The 19th century reader of the novel Frankenstein by Mary Shelley was treated to a tale of fantastic proportions. A story of a monster that was created from parts of corpses and could be brought to life would have been an extremely scary story. They would not know if the creation of a monster in this way was really a scientific possibility. The 21st century audience however, now knows that this is not scientifically possible. The fear that was struck in the hearts of the 19th century reader by this monster is now gone. With this in mind the story of Frankenstein now has to be altered to conjure the same fear in our current society of that which existed in the hearts of the original audience. In Hollywood’s remakes of the original novel the monster is not the same monster as was in Mary Shelley’s Frankenstein. Hollywood has used aesthetics, science and dehumanization of the monster to turn the story of Frankenstein into movies that would reflect our current society. This essay will strive to draw connections from the original text, empirical research and Hollywood’s modern day film remakes of Frankenstein to demonstrate how the monster has been changed and turned into a monster that our society can understand.

In the original text the monster was feared for mostly aesthetic reasons. When people saw the monster they reacted out of fear and either tried to flee him or fight him. They did not have any conversations with the monster to see if he had truly evil intentions. The people just immediately judged the monster as evil. Since as far back as early Greek philosophers, beauty has been equated with good and ugliness equated with evil. In the first description of the monster, Victor Frankenstein told us that he stands eight feet tall. This would be a person of enormous stature and quite intimidating to anyone. Victor was striving to create the perfect man and in such resolves to make him beautiful.
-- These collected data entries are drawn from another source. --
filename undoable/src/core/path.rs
//! Lexical checks on change paths, before anything touches the filesystem.

use std::path::{Component, Path};

/// Name of the project control directory (config, ledger).
pub const CONTROL_DIR: &str = ".undoable";

/// Reason a change path is rejected without consulting the filesystem.
#[derive(Debug, Clone, PartialEq, Eq)]
pub enum LexicalViolation {
    Empty,
    Absolute,
    ControlDir,
}

impl std::fmt::Display for LexicalViolation {
    fn fmt(&self, f: &mut std::fmt::Formatter<'_>) -> std::fmt::Result {
        let msg = match self {
            LexicalViolation::Empty => "path is empty",
            LexicalViolation::Absolute => "absolute paths are not allowed",
            LexicalViolation::ControlDir => "path targets the .undoable control directory",
        };
        f.write_str(msg)
    }
}

/// Reject paths that can never be valid change targets: empty, absolute
/// (including Windows drive/UNC prefixes), or inside the control directory.
pub fn check_relative(raw: &str) -> Result<&Path, LexicalViolation> {
    if raw.trim().is_empty() {
        return Err(LexicalViolation::Empty);
    }
    let path = Path::new(raw);
    if path.is_absolute() || looks_like_windows_absolute(raw) {
        return Err(LexicalViolation::Absolute);
    }
    let mut components = path
        .components()
        .filter(|component| !matches!(component, Component::CurDir));
    match components.next() {
        Some(Component::RootDir | Component::Prefix(_)) => Err(LexicalViolation::Absolute),
        Some(Component::Normal(first)) if first == CONTROL_DIR => {
            Err(LexicalViolation::ControlDir)
        }
        None => Err(LexicalViolation::Empty),
        _ => Ok(path),
    }
}

// `Path::is_absolute` follows the host platform; an LLM can emit either style.
fn looks_like_windows_absolute(raw: &str) -> bool {
    let bytes = raw.as_bytes();
    let drive = bytes.len() >= 3
        && bytes[0].is_ascii_alphabetic()
        && bytes[1] == b':'
        && (bytes[2] == b'\\' || bytes[2] == b'/');
    drive || raw.starts_with("\\\\") || raw.starts_with('\\')
}

#[cfg(test)]
mod tests {
    use super::*;

    #[test]
    fn accepts_nested_relative_paths() {
        assert!(check_relative("src/lib.rs").is_ok());
        assert!(check_relative("./README.md").is_ok());
        // `..` is resolved by the containment guard, not rejected lexically.
        assert!(check_relative("a/../b.txt").is_ok());
    }

    #[test]
    fn rejects_empty_and_dot_only() {
        assert_eq!(check_relative(""), Err(LexicalViolation::Empty));
        assert_eq!(check_relative("   "), Err(LexicalViolation::Empty));
        assert_eq!(check_relative("."), Err(LexicalViolation::Empty));
    }

    #[test]
    fn rejects_absolute_paths_in_any_style() {
        assert_eq!(check_relative("/etc/passwd"), Err(LexicalViolation::Absolute));
        assert_eq!(
            check_relative("C:\\Windows\\win.ini"),
            Err(LexicalViolation::Absolute)
        );
        assert_eq!(
            check_relative("\\\\server\\share"),
            Err(LexicalViolation::Absolute)
        );
    }

    #[test]
    fn rejects_control_directory() {
        assert_eq!(
            check_relative(".undoable/revert.json"),
            Err(LexicalViolation::ControlDir)
        );
        assert_eq!(
            check_relative("./.undoable/config.toml"),
            Err(LexicalViolation::ControlDir)
        );
        assert!(check_relative("docs/.undoable/notes.md").is_ok());
    }
}
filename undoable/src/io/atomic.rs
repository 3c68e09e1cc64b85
//! Crash-safe file replacement for the control directory's state files.

use std::ffi::OsString;
use std::fs::{self, File};
use std::io::{self, Write};
use std::path::{Path, PathBuf};

/// Replace `path` with `contents` via a sibling `<name>.tmp` file.
///
/// The temp file is flushed to disk before the rename, so readers see either
/// the previous file or the complete new one.
pub(crate) fn write_atomic(path: &Path, contents: &str) -> io::Result<()> {
    let parent = path.parent().ok_or_else(|| {
        io::Error::new(
            io::ErrorKind::InvalidInput,
            format!("{} has no parent directory", path.display()),
        )
    })?;
    fs::create_dir_all(parent)?;

    let tmp_path = temp_path(path);
    let mut file = File::create(&tmp_path)?;
    file.write_all(contents.as_bytes())?;
    file.sync_all()?;
    drop(file);

    fs::rename(&tmp_path, path)
}

fn temp_path(path: &Path) -> PathBuf {
    let mut name = path
        .file_name()
        .map(OsString::from)
        .unwrap_or_default();
    name.push(".tmp");
    path.with_file_name(name)
}
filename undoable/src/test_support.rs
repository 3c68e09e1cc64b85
//! Test-only helpers for building project trees and inspecting them.

use std::collections::BTreeMap;
use std::fs;
use std::io;
use std::path::{Path, PathBuf};

use tempfile::TempDir;

use crate::core::path::CONTROL_DIR;

/// Throwaway project directory.
pub struct TestProject {
    _temp: TempDir,
    root: PathBuf,
}

impl TestProject {
    pub fn new() -> io::Result<Self> {
        let temp = tempfile::tempdir()?;
        let root = temp.path().join("project");
        fs::create_dir_all(&root)?;
        Ok(Self { _temp: temp, root })
    }

    pub fn root(&self) -> &Path {
        &self.root
    }

    /// Directory next to the project root, used to prove nothing escapes.
    pub fn outside(&self) -> PathBuf {
        self.root
            .parent()
            .map(Path::to_path_buf)
            .unwrap_or_else(|| self.root.clone())
    }

    pub fn write(&self, rel: &str, contents: &str) -> io::Result<()> {
        let path = self.root.join(rel);
        if let Some(parent) = path.parent() {
            fs::create_dir_all(parent)?;
        }
        fs::write(path, contents)
    }

    pub fn read(&self, rel: &str) -> Option<String> {
        fs::read_to_string(self.root.join(rel)).ok()
    }

    /// Every file under the root (excluding `.undoable/`) keyed by its
    /// `/`-separated relative path.
    pub fn snapshot(&self) -> io::Result<BTreeMap<String, Vec<u8>>> {
        let mut files = BTreeMap::new();
        collect(&self.root, &self.root, &mut files)?;
        Ok(files)
    }
}

fn collect(root: &Path, dir: &Path, files: &mut BTreeMap<String, Vec<u8>>) -> io::Result<()> {
    for entry in fs::read_dir(dir)? {
        let entry = entry?;
        let path = entry.path();
        if dir == root && entry.file_name() == CONTROL_DIR {
            continue;
        }
        if entry.file_type()?.is_dir() {
            collect(root, &path, files)?;
        } else {
            let rel = path
                .strip_prefix(root)
                .map_err(io::Error::other)?
                .components()
                .map(|c| c.as_os_str().to_string_lossy().into_owned())
                .collect::<Vec<_>>()
                .join("/");
            files.insert(rel, fs::read(&path)?);
        }
    }
    Ok(())
}

/// Write a change set JSON file for CLI tests.
pub fn write_change_set_json(path: &Path, json: &serde_json::Value) -> io::Result<()> {
    if let Some(parent) = path.parent() {
        fs::create_dir_all(parent)?;
    }
    let mut buf = serde_json::to_string_pretty(json)?;
    buf.push('\n');
    fs::write(path, buf)
}
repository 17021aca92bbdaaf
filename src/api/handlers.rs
use axum::{
    extract::{Path, State},
    http::StatusCode,
    Extension, Json,
};
use uuid::Uuid;

use crate::error::{AppError, AppResult};
use crate::middleware::request_id::RequestId;
use crate::models::{
    CatalogResponse, FeedbackEntry, FeedbackRequest, RecommendationRequest,
    RecommendationResponse, Session,
};
use crate::recommender::check_selection;

use super::AppState;

/// Health check endpoint
pub async fn health_check() -> StatusCode {
    StatusCode::OK
}

/// Restaurants available for selection, sorted by name
pub async fn list_restaurants(State(state): State<AppState>) -> Json<CatalogResponse> {
    Json(CatalogResponse {
        restaurants: state.recommendations.catalog(),
    })
}

/// One-shot recommendation without session bookkeeping
pub async fn recommend(
    State(state): State<AppState>,
    Extension(request_id): Extension<RequestId>,
    Json(request): Json<RecommendationRequest>,
) -> AppResult<Json<RecommendationResponse>> {
    tracing::info!(
        request_id = %request_id,
        favorites = request.favorites.len(),
        "Processing recommendation request"
    );

    let recommendations = state
        .recommendations
        .recommend(request.favorites.clone(), request.k)
        .await?;

    Ok(Json(RecommendationResponse {
        favorites: request.favorites,
        recommendations,
    }))
}

/// Opens a new session in the selecting state
pub async fn create_session(State(state): State<AppState>) -> (StatusCode, Json<Session>) {
    let session = Session::new();
    state
        .sessions
        .write()
        .await
        .insert(session.id, session.clone());

    tracing::debug!(session_id = %session.id, "Session created");
    (StatusCode::CREATED, Json(session))
}

pub async fn get_session(
    State(state): State<AppState>,
    Path(id): Path<Uuid>,
) -> AppResult<Json<Session>> {
    state
        .with_session(id, |session| Ok(Json(session.clone())))
        .await
}

/// Drops a session; the client starts over with a new one
pub async fn delete_session(
    State(state): State<AppState>,
    Path(id): Path<Uuid>,
) -> AppResult<StatusCode> {
    state
        .sessions
        .write()
        .await
        .remove(&id)
        .map(|_| StatusCode::NO_CONTENT)
        .ok_or_else(|| AppError::NotFound(format!("session {}", id)))
}

/// Runs the selection through validation and recommendation for a session
pub async fn recommend_for_session(
    State(state): State<AppState>,
    Extension(request_id): Extension<RequestId>,
    Path(id): Path<Uuid>,
    Json(request): Json<RecommendationRequest>,
) -> AppResult<Json<RecommendationResponse>> {
    let favorites = request.favorites;

    state
        .with_session(id, |session| session.submit_selection(favorites.clone()))
        .await?;

    let validation = check_selection(&favorites).and_then(|_| {
        state
            .recommendations
            .context()
            .encoder()
            .transform(&favorites)
            .map(|_| ())
    });
    if let Err(e) = validation {
        tracing::info!(request_id = %request_id, session_id = %id, error = %e, "Selection rejected");
        state.with_session(id, Session::reject_selection).await?;
        return Err(e);
    }

    state.with_session(id, Session::start_recommending).await?;

    tracing::info!(
        request_id = %request_id,
        session_id = %id,
        favorites = favorites.len(),
        "Processing session recommendation"
    );

    // The fit and the state change that follows it run in their own task, so a
    // client that hangs up cannot leave the session stuck in Recommending.
    let task_state = state.clone();
    let task_favorites = favorites.clone();
    let recommendations = tokio::spawn(async move {
        let result = task_state
            .recommendations
            .recommend(task_favorites, request.k)
            .await;
        let transition = match &result {
            Ok(recommendations) => {
                task_state
                    .with_session(id, |session| {
                        session.show_recommendations(recommendations.clone())
                    })
                    .await
            }
            Err(_) => task_state.with_session(id, Session::reject_selection).await,
        };
        transition.and(result)
    })
    .await
    .map_err(|e| AppError::Internal(format!("session recommendation task failed: {}", e)))??;

    Ok(Json(RecommendationResponse {
        favorites,
        recommendations,
    }))
}

/// Records the satisfaction survey, then forgets the session
pub async fn submit_feedback(
    State(state): State<AppState>,
    Path(id): Path<Uuid>,
    Json(request): Json<FeedbackRequest>,
) -> AppResult<StatusCode> {
    let entry = state
        .with_session(id, |session| {
            session.submit_feedback(request.satisfaction)?;
            Ok(FeedbackEntry {
                submitted_at: chrono::Local::now(),
                selected: session.selected.clone(),
                recommended: session.recommended_names(),
                satisfaction: request.satisfaction,
            })
        })
        .await?;

    if let Err(e) = state.feedback.append(entry).await {
        tracing::error!(session_id = %id, error = %e, "Failed to log feedback");
        state.with_session(id, Session::reopen_feedback).await?;
        return Err(e);
    }

    // Nothing left to do with a submitted session
    state.sessions.write().await.remove(&id);
    tracing::debug!(session_id = %id, "Session closed");

    Ok(StatusCode::NO_CONTENT)
}

#[cfg(test)]
mod tests {
    use super::*;
    use std::sync::atomic::AtomicBool;
    use std::sync::Arc;
    use std::time::Duration;

    use axum_test::TestServer;
    use serde_json::json;

    use crate::api::create_router;
    use crate::models::SessionState;
    use crate::recommender::{
        ModelFitter, Rating, RatingPredictor, RatingScale, RatingsDataset, RecommenderContext,
        RestaurantEncoder, Trainset,
    };
    use crate::services::feedback::MockFeedbackSink;
    use crate::services::{FeedbackSink, RecommendationService};

    struct Flat;

    impl RatingPredictor for Flat {
        fn predict(&self, _user_id: u64, _restaurant_id: u32) -> f64 {
            3.0
        }
    }

    struct SlowFitter(Duration);

    impl ModelFitter for SlowFitter {
        fn fit(
            &self,
            _trainset: &Trainset,
            _cancel: &AtomicBool,
        ) -> AppResult<Box<dyn RatingPredictor>> {
            std::thread::sleep(self.0);
            Ok(Box::new(Flat))
        }

        fn name(&self) -> &'static str {
            "slow"
        }
    }

    fn state(fit_time: Duration, feedback: Arc<dyn FeedbackSink>) -> AppState {
        let encoder = RestaurantEncoder::fit(["A", "B", "C", "D", "E"]).unwrap();
        let ratings = (0..5u32).map(|i| Rating::new(1, i, 3.0)).collect();
        let dataset = RatingsDataset::new(ratings).unwrap();
        let context = RecommenderContext::new(
            dataset,
            encoder,
            RatingScale::default(),
            Arc::new(SlowFitter(fit_time)),
        )
        .unwrap();
        let service = RecommendationService::new(Arc::new(context), Duration::from_secs(5), 10);
        AppState::new(service, feedback, Duration::from_secs(3600))
    }

    #[tokio::test]
    async fn test_feedback_is_logged_and_session_closed() {
        let mut sink = MockFeedbackSink::new();
        sink.expect_append()
            .times(1)
            .withf(|entry| {
                entry.selected == ["A", "B", "C"]
                    && entry.recommended == ["D", "E"]
                    && entry.satisfaction == 7
            })
            .returning(|_| Ok(()));

        let state = state(Duration::ZERO, Arc::new(sink));
        let server = TestServer::new(create_router(state.clone())).unwrap();

        let session: serde_json::Value = server.post("/api/v1/sessions").await.json();
        let id = session["id"].as_str().unwrap().to_string();

        server
            .post(&format!("/api/v1/sessions/{}/recommendations", id))
            .json(&json!({ "favorites": ["A", "B", "C"] }))
            .await
            .assert_status_ok();

        server
            .post(&format!("/api/v1/sessions/{}/feedback", id))
            .json(&json!({ "satisfaction": 7 }))
            .await
            .assert_status(StatusCode::NO_CONTENT);

        server
            .get(&format!("/api/v1/sessions/{}", id))
            .await
            .assert_status(StatusCode::NOT_FOUND);
        assert!(state.sessions.read().await.is_empty());
    }

    #[tokio::test]
    async fn test_rejected_feedback_is_not_logged() {
        let mut sink = MockFeedbackSink::new();
        sink.expect_append().times(0);

        let state = state(Duration::ZERO, Arc::new(sink));
        let server = TestServer::new(create_router(state)).unwrap();

        let session: serde_json::Value = server.post("/api/v1/sessions").await.json();
        let id = session["id"].as_str().unwrap().to_string();

        server
            .post(&format!("/api/v1/sessions/{}/feedback", id))
            .json(&json!({ "satisfaction": 7 }))
            .await
            .assert_status(StatusCode::CONFLICT);
    }

    #[tokio::test]
    async fn test_session_advances_when_client_hangs_up() {
        let state = state(Duration::from_millis(100), Arc::new(MockFeedbackSink::new()));
        let session = Session::new();
        let id = session.id;
        state.sessions.write().await.insert(id, session);

        let request = RecommendationRequest {
            favorites: vec!["A".to_string(), "B".to_string(), "C".to_string()],
            k: None,
        };
        let handler = recommend_for_session(
            State(state.clone()),
            Extension(RequestId(Uuid::new_v4())),
            Path(id),
            Json(request),
        );

        // Dropped while the fit is still running
        assert!(tokio::time::timeout(Duration::from_millis(20), handler)
            .await
            .is_err());
        assert_eq!(
            state.sessions.read().await[&id].state,
            SessionState::Recommending
        );

        tokio::time::sleep(Duration::from_millis(400)).await;
        let sessions = state.sessions.read().await;
        assert_eq!(sessions[&id].state, SessionState::AwaitingFeedback);
        assert_eq!(sessions[&id].recommendations.len(), 2);
    }
}
use serde::{Deserialize, Serialize};

pub mod session;

pub use session::{Session, SessionState};

/// A recommended restaurant with the rating the model expects the user to give it
#[derive(Debug, Clone, Serialize, Deserialize, PartialEq)]
pub struct Recommendation {
    pub name: String,
    pub predicted_rating: f64,
}

/// Request body for a recommendation run
#[derive(Debug, Clone, Deserialize)]
pub struct RecommendationRequest {
    /// Names of 3 to 5 favorite restaurants
    pub favorites: Vec<String>,
    /// Number of recommendations wanted; server default when absent
    #[serde(default)]
    pub k: Option<usize>,
}

/// Ranked recommendations, best first
#[derive(Debug, Clone, Serialize, Deserialize)]
pub struct RecommendationResponse {
    pub favorites: Vec<String>,
    pub recommendations: Vec<Recommendation>,
}

/// Survey answer submitted after recommendations were shown
#[derive(Debug, Clone, Deserialize)]
pub struct FeedbackRequest {
    /// Satisfaction on a 0 to 10 scale
    pub satisfaction: u8,
}

/// One row of the feedback log
#[derive(Debug, Clone, PartialEq)]
pub struct FeedbackEntry {
    pub submitted_at: chrono::DateTime<chrono::Local>,
    pub selected: Vec<String>,
    pub recommended: Vec<String>,
    pub satisfaction: u8,
}

/// The restaurant catalog offered to the selection form
#[derive(Debug, Clone, Serialize, Deserialize)]
pub struct CatalogResponse {
    pub restaurants: Vec<String>,
}
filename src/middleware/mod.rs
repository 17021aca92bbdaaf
pub mod request_id;

pub use request_id::{RequestId, REQUEST_ID_HEADER};
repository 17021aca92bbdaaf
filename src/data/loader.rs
use std::io::Read;
use std::path::Path;

use serde::Deserialize;

use crate::error::{AppError, AppResult};
use crate::recommender::{Rating, RatingsDataset, RestaurantEncoder, UserId};

/// One row of the processed ratings CSV; other columns are ignored
#[derive(Debug, Deserialize)]
struct RatingRecord {
    #[serde(rename = "User ID")]
    user_id: UserId,
    #[serde(rename = "Restaurant Name")]
    restaurant_name: String,
    #[serde(rename = "User Rating")]
    rating: f64,
}

/// Ratings table together with the encoder built over its restaurants
#[derive(Debug, Clone)]
pub struct LoadedRatings {
    pub dataset: RatingsDataset,
    pub encoder: RestaurantEncoder,
}

/// Loads the ratings CSV at `path`
pub fn load_ratings<P: AsRef<Path>>(path: P) -> AppResult<LoadedRatings> {
    let path = path.as_ref();
    let file = std::fs::File::open(path).map_err(|e| {
        AppError::Dataset(format!("failed to open {}: {}", path.display(), e))
    })?;

    let loaded = read_ratings(file)?;
    tracing::info!(
        path = %path.display(),
        ratings = loaded.dataset.len(),
        restaurants = loaded.encoder.len(),
        "Ratings loaded"
    );
    Ok(loaded)
}

/// Parses ratings CSV from any reader.
///
/// The encoder covers every distinct restaurant name in the file, ids assigned
/// in name order.
pub fn read_ratings<R: Read>(reader: R) -> AppResult<LoadedRatings> {
    let mut csv_reader = csv::ReaderBuilder::new()
        .trim(csv::Trim::All)
        .from_reader(reader);

    let records = csv_reader
        .deserialize::<RatingRecord>()
        .collect::<Result<Vec<_>, _>>()?;

    let encoder = RestaurantEncoder::fit(records.iter().map(|r| r.restaurant_name.as_str()))?;

    let ratings = records
        .iter()
        .map(|r| {
            encoder
                .id_of(&r.restaurant_name)
                .map(|id| Rating::new(r.user_id, id, r.rating))
                .ok_or_else(|| {
                    AppError::Internal(format!("{} missing from encoder", r.restaurant_name))
                })
        })
        .collect::<AppResult<Vec<_>>>()?;

    let dataset = RatingsDataset::new(ratings)?;
    Ok(LoadedRatings { dataset, encoder })
}

#[cfg(test)]
mod tests {
    use super::*;
    use std::io::Write;

    const CSV: &str = "\
Restaurant Name,User ID,User Rating,Cuisine
Sate Khas Senayan,12,4.5,Indonesian
Bakmi GM,3,4.0,Chinese
Sate Khas Senayan,3,5.0,Indonesian
 Ayam Goreng Suharti ,40,3.0,Indonesian
";

    #[test]
    fn test_read_ratings() {
        let loaded = read_ratings(CSV.as_bytes()).unwrap();

        assert_eq!(loaded.dataset.len(), 4);
        assert_eq!(loaded.dataset.max_user_id(), 40);
        assert_eq!(
            loaded.encoder.names(),
            &["Ayam Goreng Suharti", "Bakmi GM", "Sate Khas Senayan"]
        );

        let first = loaded.dataset.ratings()[0];
        assert_eq!(first, Rating::new(12, 2, 4.5));
    }

    #[test]
    fn test_missing_column() {
        let csv = "Restaurant Name,User Rating\nBakmi GM,4.0\n";
        assert!(matches!(read_ratings(csv.as_bytes()), Err(AppError::Csv(_))));
    }

    #[test]
    fn test_empty_file() {
        let csv = "Restaurant Name,User ID,User Rating\n";
        assert!(matches!(
            read_ratings(csv.as_bytes()),
            Err(AppError::Dataset(_))
        ));
    }

    #[test]
    fn test_load_from_path() {
        let mut file = tempfile::NamedTempFile::new().unwrap();
        file.write_all(CSV.as_bytes()).unwrap();

        let loaded = load_ratings(file.path()).unwrap();
        assert_eq!(loaded.encoder.len(), 3);
    }

    #[test]
    fn test_missing_file() {
        assert!(matches!(
            load_ratings("/definitely/not/here.csv"),
            Err(AppError::Dataset(_))
        ));
    }
}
“His limbs were in proportion, and I had selected his features as beautiful. Beautiful!-Great God! His yellow skin scarcely covered the work of muscles and arteries beneath; his hair was of a lustrous black, and flowing; his teeth of a pearly whiteness; but these luxuriance only formed a more horrid contrast with his watery eyes, that seemed almost of the same colour as the dun white sockets in which they were set, his shriveled complexion and straight black lips.” (Padley 2003, p. 197)

In this description Victor told us how he wants the creation to look when it is completed. In the essay Frankenstein and (sublime) creation Jonathan Padley(1998) explains “it is always aesthetic rather than scientific terms that take precedence in judgments that are made about the monster”(P. 197). As soon as the monster was created, Victor realized that the work to create a beautiful perfect man he thought he was engaged in was in fact the creation of a hideous monster. Victor decided to shun it and fears what he has unleashed upon society.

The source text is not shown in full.